Egg freezing, IVF, and fertility preservation have become increasingly mainstream — and increasingly accessible — across the developed world. But the patchwork of coverage, regulation, and cost remains complex, and the marketing often runs ahead of the realistic outcomes.
Coverage landscape
UK NHS: 1 cycle of IVF for some couples, varies by Integrated Care Board (postcode lottery). Cycles available privately at £5-8k each. Egg freezing rarely NHS-covered except for medical reasons (chemotherapy).
US: Insurance coverage expanded with several states mandating fertility benefits. 24 states now require some coverage; specific benefits vary widely.
Some major employers (Google, Apple, Meta, Netflix, Salesforce) cover egg freezing and IVF as benefits. UK pickup slower but growing — increasingly included in private medical insurance plans.
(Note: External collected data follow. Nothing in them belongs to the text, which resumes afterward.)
pub mod api;
pub mod ast;
pub mod error;
pub mod export;
pub mod lexer;
mod library;
pub mod names;
pub mod parser;
pub mod registry;
pub mod serializer;
pub mod types;

pub use api::{analyze, parse, parse_with_name, serialize, ParsedStyle};
pub use ast::{ExpressionNode, Value};
pub use error::{BindError, ParseError, SerializeError, StyleError, TokenizeError};
pub use names::{Color, Effect, EffectGroup, LockupType};
pub use registry::{registry, Registry, RegistryBuilder};
pub use types::{ArgumentSpec, Category, Signature, TypeTag};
What the realistic outcomes are
IVF success rates per cycle: roughly 35% for women under 35, dropping to 12% by age 40, under 5% by age 42. Multiple cycles often needed. Multi-cycle cumulative success rates are higher but require commitment and cost.
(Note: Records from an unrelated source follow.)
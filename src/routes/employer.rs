use crate::{AppState, handlers};
use axum::{Router, routing::get};

/// Employer Router Module
///
/// Every path here starts with `/employer`. Requests without a token are sent to
/// `/login`; requests with any role other than `employer` are sent to the
/// jobseeker dashboard.
pub fn employer_routes() -> Router<AppState> {
    Router::new()
        // GET /employer/dashboard
        // Home of an employer session. Also where sessions without the `jobseeker`
        // role end up when they request a `/jobseeker` path.
        .route("/employer/dashboard", get(handlers::employer_dashboard))
}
Egg freezing: success rate depends heavily on age at freezing. Eggs frozen at 30: roughly 50% chance of live birth per attempt. Eggs frozen at 38: closer to 20%. Most marketing of egg freezing as 'fertility insurance' underplays the age-dependent reality.
Where the marketing oversells
'Freeze eggs for career flexibility' messaging often targeted at women 35+, when egg quality is already declining. Realistic message: 'freeze before 32 for meaningful insurance value; after 35 the insurance is increasingly thin'.
Single-cycle success rates marketed as expected outcomes. Many clinics quote per-attempt averages without discussing multi-cycle commitment most patients require.
Cost-benefit decision frameworks
For egg freezing specifically: cost £4-6k per cycle plus £350-500 annual storage. Cumulative cost of 'fertility insurance' over 5-10 years before potential use can exceed £10k. Useful for women under 32 with specific medical or partnership reasons; less compelling for general 'just in case' freezing in late 30s.
For IVF: financial planning for 2-3 cycle commitment. Single-cycle planning often produces disappointment when the first cycle doesn't succeed. Most clinics offer multi-cycle packages at 10-20% discount.
Reproductive technology is more accessible than ever, more expensive than most people anticipate, and less of a guarantee than the marketing suggests. Decisions need clear-eyed information, not aspirational framing.